Exercise instructions: In the data below, the answer is the run of lines from the line containing "Ok(surface)" through the line containing "EglContext::NotCurrent(context) => match", both included; print it exactly and nothing else.

Data to process:
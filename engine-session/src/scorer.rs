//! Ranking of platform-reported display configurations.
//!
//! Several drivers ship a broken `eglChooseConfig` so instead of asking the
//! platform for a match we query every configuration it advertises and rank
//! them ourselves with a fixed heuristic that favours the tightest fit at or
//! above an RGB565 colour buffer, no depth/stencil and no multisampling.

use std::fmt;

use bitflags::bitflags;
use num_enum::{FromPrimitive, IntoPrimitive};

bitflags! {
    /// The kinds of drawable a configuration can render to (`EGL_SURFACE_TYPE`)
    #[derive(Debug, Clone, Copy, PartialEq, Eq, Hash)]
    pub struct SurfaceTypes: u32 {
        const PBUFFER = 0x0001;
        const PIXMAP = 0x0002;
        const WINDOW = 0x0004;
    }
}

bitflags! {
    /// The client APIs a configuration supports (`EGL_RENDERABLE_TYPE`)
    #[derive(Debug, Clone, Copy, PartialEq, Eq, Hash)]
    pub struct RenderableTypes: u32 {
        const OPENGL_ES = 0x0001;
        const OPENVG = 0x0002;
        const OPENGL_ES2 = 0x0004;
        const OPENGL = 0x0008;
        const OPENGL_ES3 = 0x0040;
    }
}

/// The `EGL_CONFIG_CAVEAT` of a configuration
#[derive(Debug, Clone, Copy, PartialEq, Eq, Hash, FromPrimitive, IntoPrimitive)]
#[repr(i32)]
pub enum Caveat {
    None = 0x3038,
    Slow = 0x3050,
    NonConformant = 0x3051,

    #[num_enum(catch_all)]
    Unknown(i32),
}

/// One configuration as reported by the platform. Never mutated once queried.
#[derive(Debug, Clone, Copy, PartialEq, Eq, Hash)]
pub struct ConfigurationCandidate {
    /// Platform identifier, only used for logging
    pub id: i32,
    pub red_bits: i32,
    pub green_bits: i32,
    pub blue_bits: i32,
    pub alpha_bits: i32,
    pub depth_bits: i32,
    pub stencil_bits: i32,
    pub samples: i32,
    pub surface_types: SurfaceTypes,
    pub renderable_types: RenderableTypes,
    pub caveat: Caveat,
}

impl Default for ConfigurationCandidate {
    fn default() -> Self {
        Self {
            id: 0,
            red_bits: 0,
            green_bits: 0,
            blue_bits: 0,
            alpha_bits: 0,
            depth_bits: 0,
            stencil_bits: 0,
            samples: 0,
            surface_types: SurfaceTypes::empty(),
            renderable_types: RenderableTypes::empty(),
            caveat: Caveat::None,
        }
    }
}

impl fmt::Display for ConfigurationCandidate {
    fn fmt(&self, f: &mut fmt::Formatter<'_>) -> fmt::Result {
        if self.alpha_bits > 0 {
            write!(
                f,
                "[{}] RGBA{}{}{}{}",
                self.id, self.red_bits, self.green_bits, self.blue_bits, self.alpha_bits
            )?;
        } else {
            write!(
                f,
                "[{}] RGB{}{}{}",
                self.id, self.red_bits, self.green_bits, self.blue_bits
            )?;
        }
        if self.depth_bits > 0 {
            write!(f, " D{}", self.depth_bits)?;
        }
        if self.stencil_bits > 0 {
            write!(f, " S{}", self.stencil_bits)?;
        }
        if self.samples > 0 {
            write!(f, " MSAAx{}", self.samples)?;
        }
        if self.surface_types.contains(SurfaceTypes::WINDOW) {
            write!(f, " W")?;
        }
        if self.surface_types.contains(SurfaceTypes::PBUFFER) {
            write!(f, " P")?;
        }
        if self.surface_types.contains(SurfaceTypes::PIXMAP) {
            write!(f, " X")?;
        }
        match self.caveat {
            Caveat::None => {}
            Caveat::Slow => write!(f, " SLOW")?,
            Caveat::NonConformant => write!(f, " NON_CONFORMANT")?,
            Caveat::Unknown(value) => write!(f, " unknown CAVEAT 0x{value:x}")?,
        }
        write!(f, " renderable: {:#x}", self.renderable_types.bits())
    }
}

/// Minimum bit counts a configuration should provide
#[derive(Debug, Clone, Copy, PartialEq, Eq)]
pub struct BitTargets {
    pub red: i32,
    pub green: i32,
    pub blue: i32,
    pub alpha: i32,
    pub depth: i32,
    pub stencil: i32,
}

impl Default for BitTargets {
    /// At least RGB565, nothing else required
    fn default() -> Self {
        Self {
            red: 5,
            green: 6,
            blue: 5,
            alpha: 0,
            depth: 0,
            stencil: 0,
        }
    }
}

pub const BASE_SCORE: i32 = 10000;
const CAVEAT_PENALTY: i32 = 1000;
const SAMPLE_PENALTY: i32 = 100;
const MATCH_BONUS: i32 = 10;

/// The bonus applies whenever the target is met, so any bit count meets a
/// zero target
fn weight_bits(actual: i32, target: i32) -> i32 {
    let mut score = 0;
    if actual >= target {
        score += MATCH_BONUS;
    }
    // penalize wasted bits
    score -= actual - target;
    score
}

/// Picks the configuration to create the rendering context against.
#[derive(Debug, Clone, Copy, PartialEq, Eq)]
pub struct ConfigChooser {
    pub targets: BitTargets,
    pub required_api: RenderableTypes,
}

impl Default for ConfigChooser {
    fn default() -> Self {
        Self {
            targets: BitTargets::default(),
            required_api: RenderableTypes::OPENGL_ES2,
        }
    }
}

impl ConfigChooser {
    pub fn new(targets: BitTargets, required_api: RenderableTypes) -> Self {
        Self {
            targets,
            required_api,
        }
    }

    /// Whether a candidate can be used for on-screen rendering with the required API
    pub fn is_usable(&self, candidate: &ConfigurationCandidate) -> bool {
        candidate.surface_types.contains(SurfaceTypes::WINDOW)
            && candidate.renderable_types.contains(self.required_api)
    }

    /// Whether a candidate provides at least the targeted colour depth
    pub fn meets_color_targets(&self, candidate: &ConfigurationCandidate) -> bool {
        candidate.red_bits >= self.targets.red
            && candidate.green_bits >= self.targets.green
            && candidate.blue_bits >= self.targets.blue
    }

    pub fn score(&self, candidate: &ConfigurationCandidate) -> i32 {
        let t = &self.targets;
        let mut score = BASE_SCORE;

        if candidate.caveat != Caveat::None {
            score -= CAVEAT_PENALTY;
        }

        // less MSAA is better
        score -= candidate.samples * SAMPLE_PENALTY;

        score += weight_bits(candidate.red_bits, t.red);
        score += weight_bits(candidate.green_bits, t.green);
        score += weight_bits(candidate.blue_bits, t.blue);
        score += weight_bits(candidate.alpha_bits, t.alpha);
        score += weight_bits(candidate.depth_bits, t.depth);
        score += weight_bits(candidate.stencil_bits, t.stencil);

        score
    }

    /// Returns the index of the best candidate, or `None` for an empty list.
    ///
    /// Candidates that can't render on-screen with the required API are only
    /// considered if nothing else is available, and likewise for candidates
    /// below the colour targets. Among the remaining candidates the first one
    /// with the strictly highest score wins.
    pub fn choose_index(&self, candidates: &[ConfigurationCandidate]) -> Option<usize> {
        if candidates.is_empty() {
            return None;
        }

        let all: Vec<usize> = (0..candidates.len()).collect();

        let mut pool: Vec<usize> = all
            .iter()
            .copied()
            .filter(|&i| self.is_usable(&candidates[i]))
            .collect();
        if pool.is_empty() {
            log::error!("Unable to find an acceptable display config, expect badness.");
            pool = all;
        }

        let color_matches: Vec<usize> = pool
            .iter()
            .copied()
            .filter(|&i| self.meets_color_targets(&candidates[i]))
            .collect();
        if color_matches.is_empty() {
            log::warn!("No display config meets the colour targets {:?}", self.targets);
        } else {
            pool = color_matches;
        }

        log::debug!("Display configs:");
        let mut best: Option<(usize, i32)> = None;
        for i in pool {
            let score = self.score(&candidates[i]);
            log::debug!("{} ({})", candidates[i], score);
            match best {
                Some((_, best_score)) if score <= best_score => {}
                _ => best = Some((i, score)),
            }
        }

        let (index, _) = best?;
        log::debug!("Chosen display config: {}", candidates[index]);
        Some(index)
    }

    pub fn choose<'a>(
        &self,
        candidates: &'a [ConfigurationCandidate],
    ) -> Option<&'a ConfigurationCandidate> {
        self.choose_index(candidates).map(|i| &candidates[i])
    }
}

==

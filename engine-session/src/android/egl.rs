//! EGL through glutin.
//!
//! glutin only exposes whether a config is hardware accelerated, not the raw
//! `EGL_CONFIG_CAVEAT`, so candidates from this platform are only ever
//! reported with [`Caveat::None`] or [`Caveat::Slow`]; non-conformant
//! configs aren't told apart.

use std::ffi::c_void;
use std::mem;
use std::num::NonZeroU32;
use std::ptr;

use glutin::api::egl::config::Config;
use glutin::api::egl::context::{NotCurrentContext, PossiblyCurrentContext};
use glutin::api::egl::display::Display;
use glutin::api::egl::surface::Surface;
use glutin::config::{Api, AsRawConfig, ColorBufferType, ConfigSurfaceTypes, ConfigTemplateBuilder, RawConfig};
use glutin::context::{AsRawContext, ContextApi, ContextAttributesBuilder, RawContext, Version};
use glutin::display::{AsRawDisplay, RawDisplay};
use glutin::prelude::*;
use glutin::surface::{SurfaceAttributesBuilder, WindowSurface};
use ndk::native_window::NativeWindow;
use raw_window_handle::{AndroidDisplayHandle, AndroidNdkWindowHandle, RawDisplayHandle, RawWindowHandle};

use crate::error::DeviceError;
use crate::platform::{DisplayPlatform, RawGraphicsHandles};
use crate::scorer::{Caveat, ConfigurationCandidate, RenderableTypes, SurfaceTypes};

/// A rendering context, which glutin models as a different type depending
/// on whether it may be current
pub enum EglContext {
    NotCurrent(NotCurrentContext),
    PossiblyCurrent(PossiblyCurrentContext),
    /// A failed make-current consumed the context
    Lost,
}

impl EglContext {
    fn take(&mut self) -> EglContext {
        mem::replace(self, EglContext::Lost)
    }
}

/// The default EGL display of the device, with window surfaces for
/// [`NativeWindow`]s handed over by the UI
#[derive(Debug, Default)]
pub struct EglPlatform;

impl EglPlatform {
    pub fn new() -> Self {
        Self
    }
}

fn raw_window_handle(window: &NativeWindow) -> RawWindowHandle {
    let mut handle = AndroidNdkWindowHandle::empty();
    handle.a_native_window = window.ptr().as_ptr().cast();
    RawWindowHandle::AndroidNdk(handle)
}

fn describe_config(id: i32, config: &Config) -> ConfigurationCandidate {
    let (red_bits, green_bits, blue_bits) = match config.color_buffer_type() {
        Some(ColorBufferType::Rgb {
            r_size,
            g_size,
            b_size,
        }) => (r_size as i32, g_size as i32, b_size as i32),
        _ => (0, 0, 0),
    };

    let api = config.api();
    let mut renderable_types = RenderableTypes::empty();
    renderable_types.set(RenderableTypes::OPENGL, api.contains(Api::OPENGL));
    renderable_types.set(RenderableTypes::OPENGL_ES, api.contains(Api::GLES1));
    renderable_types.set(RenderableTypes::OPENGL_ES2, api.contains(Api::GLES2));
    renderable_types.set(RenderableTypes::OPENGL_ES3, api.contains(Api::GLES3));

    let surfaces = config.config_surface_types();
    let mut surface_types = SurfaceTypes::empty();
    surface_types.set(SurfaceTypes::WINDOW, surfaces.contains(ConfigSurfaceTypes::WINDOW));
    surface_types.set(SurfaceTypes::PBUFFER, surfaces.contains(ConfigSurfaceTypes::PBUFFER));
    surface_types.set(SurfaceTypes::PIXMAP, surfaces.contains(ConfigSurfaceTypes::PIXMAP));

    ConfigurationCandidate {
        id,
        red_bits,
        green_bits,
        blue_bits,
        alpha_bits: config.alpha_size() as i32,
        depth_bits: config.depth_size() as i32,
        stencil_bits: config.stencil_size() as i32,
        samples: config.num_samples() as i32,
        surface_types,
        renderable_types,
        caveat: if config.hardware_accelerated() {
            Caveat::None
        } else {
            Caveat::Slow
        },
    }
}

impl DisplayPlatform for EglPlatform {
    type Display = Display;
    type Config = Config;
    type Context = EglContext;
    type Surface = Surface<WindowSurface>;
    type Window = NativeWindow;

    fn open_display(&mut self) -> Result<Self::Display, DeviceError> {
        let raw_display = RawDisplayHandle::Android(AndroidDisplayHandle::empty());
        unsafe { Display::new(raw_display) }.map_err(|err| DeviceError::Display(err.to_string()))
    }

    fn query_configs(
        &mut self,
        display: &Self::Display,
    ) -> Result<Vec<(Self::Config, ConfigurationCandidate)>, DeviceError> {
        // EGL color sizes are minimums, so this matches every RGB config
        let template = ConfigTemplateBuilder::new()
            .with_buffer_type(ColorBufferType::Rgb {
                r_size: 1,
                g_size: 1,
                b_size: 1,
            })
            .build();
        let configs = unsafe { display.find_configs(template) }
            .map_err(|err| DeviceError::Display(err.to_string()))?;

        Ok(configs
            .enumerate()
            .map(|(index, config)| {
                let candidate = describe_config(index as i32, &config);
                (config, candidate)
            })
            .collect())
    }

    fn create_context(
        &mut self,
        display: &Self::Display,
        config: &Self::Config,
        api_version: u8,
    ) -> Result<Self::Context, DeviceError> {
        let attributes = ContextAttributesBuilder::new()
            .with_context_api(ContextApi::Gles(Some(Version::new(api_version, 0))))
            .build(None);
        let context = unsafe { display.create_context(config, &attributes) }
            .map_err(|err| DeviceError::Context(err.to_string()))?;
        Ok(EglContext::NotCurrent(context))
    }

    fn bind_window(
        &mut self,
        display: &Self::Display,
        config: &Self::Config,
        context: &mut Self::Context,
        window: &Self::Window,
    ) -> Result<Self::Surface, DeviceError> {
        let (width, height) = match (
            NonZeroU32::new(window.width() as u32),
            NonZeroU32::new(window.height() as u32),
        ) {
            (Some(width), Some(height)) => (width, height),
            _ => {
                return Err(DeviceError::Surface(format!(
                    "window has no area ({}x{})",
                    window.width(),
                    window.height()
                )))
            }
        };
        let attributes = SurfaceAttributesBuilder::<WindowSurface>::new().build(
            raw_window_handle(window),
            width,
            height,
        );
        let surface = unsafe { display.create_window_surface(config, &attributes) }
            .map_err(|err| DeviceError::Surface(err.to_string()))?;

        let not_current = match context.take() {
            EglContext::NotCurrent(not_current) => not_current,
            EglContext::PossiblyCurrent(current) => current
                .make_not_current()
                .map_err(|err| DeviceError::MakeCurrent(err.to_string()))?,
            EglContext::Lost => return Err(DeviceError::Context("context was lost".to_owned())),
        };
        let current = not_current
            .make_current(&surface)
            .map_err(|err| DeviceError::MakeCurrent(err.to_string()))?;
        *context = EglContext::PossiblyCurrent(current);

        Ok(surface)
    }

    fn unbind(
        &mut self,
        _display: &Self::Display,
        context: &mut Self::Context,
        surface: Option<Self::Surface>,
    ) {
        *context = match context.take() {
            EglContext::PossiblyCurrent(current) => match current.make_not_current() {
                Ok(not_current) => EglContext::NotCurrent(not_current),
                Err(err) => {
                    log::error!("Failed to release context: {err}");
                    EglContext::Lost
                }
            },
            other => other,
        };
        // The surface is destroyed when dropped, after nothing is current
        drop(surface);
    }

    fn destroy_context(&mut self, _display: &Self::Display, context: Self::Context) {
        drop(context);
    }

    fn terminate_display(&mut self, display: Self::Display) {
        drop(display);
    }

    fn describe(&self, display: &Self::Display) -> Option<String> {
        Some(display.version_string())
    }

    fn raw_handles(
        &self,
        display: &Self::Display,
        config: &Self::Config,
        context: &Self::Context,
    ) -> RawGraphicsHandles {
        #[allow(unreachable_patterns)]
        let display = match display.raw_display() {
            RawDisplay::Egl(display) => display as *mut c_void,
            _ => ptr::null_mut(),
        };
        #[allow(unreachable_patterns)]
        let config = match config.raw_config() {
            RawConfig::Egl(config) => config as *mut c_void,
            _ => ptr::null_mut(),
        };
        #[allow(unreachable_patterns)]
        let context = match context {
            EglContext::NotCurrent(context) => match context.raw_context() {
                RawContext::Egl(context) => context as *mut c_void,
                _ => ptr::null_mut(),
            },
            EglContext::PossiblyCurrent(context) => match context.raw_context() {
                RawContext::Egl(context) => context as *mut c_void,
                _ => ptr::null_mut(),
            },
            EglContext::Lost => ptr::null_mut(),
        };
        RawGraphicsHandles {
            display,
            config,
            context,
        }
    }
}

Output for this task:
        Ok(surface)
    }

    fn unbind(
        &mut self,
        _display: &Self::Display,
        context: &mut Self::Context,
        surface: Option<Self::Surface>,
    ) {
        *context = match context.take() {
            EglContext::PossiblyCurrent(current) => match current.make_not_current() {
                Ok(not_current) => EglContext::NotCurrent(not_current),
                Err(err) => {
                    log::error!("Failed to release context: {err}");
                    EglContext::Lost
                }
            },
            other => other,
        };
        // The surface is destroyed when dropped, after nothing is current
        drop(surface);
    }

    fn destroy_context(&mut self, _display: &Self::Display, context: Self::Context) {
        drop(context);
    }

    fn terminate_display(&mut self, display: Self::Display) {
        drop(display);
    }

    fn describe(&self, display: &Self::Display) -> Option<String> {
        Some(display.version_string())
    }

    fn raw_handles(
        &self,
        display: &Self::Display,
        config: &Self::Config,
        context: &Self::Context,
    ) -> RawGraphicsHandles {
        #[allow(unreachable_patterns)]
        let display = match display.raw_display() {
            RawDisplay::Egl(display) => display as *mut c_void,
            _ => ptr::null_mut(),
        };
        #[allow(unreachable_patterns)]
        let config = match config.raw_config() {
            RawConfig::Egl(config) => config as *mut c_void,
            _ => ptr::null_mut(),
        };
        #[allow(unreachable_patterns)]
        let context = match context {
            EglContext::NotCurrent(context) => match context.raw_context() {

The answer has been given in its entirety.